* DESCRIPTION OF THE TASK:
Pull each line holding the word "self" from the data.

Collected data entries
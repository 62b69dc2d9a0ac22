use chrono::{DateTime, Utc};
use serde::{Deserialize, Serialize};
use serde_json::Value;
use utoipa::ToSchema;

use crate::utils::error::{ApiError, Result};

pub const ALL_FIELDS_REQUIRED: &str = "All fields are required";

/// A stored appraisal. Rows are never updated once written.
#[derive(Debug, Clone, Serialize, ToSchema)]
#[serde(rename_all = "camelCase")]
pub struct Appraisal {
    pub id: i32,
    pub employee_name: String,
    pub employee_id: String,
    pub task_name: String,
    pub feedback: String,
    pub rating: i32,
    /// Absent only when listing from a table that predates the column.
    pub created_at: Option<DateTime<Utc>>,
}

/// Body of `POST /api/appraisals`.
///
/// Fields are kept as raw JSON so that presence is checked here while format
/// and range are left to the table constraints.
#[derive(Debug, Default, Deserialize, ToSchema)]
#[serde(rename_all = "camelCase")]
pub struct AppraisalSubmission {
    #[schema(value_type = Option<String>, example = "Jane Doe")]
    pub employee_name: Option<Value>,
    #[schema(value_type = Option<String>, example = "ENG0001")]
    pub employee_id: Option<Value>,
    #[schema(value_type = Option<String>, example = "Code Review")]
    pub task_name: Option<Value>,
    #[schema(value_type = Option<String>, example = "Great work")]
    pub feedback: Option<Value>,
    #[schema(value_type = Option<i32>, example = 5)]
    pub rating: Option<Value>,
}

/// A submission with every field present, ready to bind positionally.
#[derive(Debug, Clone, PartialEq, Eq)]
pub struct NewAppraisal {
    pub employee_name: String,
    pub employee_id: String,
    pub task_name: String,
    pub feedback: String,
    /// Textual form; the store parses it into the integer column.
    pub rating: String,
}

impl AppraisalSubmission {
    pub fn validate(self) -> Result<NewAppraisal> {
        let fields = (
            text_field(self.employee_name),
            text_field(self.employee_id),
            text_field(self.task_name),
            text_field(self.feedback),
            rating_field(self.rating),
        );

        match fields {
            (Some(employee_name), Some(employee_id), Some(task_name), Some(feedback), Some(rating)) => {
                Ok(NewAppraisal {
                    employee_name,
                    employee_id,
                    task_name,
                    feedback,
                    rating,
                })
            }
            (employee_name, employee_id, task_name, feedback, rating) => {
                let missing = [
                    ("employeeName", employee_name.is_none()),
                    ("employeeId", employee_id.is_none()),
                    ("taskName", task_name.is_none()),
                    ("feedback", feedback.is_none()),
                    ("rating", rating.is_none()),
                ]
                .into_iter()
                .filter_map(|(name, missing)| missing.then_some(name))
                .collect::<Vec<_>>()
                .join(", ");

                Err(ApiError::Validation {
                    field: missing,
                    message: ALL_FIELDS_REQUIRED.to_owned(),
                })
            }
        }
    }
}

fn scalar_text(value: Value) -> String {
    match value {
        Value::String(s) => s,
        other => other.to_string(),
    }
}

// null, false, 0 and "" count as not provided
fn text_field(value: Option<Value>) -> Option<String> {
    match value? {
        Value::Null | Value::Bool(false) => None,
        Value::String(s) if s.is_empty() => None,
        Value::Number(n) if n.as_f64() == Some(0.0) => None,
        other => Some(scalar_text(other)),
    }
}

// A numeric 0 is passed through so the rating constraint rejects it.
fn rating_field(value: Option<Value>) -> Option<String> {
    match value? {
        Value::Null | Value::Bool(false) => None,
        Value::String(s) if s.is_empty() => None,
        other => Some(scalar_text(other)),
    }
}

#[derive(Debug, Serialize, ToSchema)]
pub struct HealthStatus {
    pub status: String,
}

* REPLY:
    pub fn validate(self) -> Result<NewAppraisal> {
            text_field(self.employee_name),
            text_field(self.employee_id),
            text_field(self.task_name),
            text_field(self.feedback),
            rating_field(self.rating),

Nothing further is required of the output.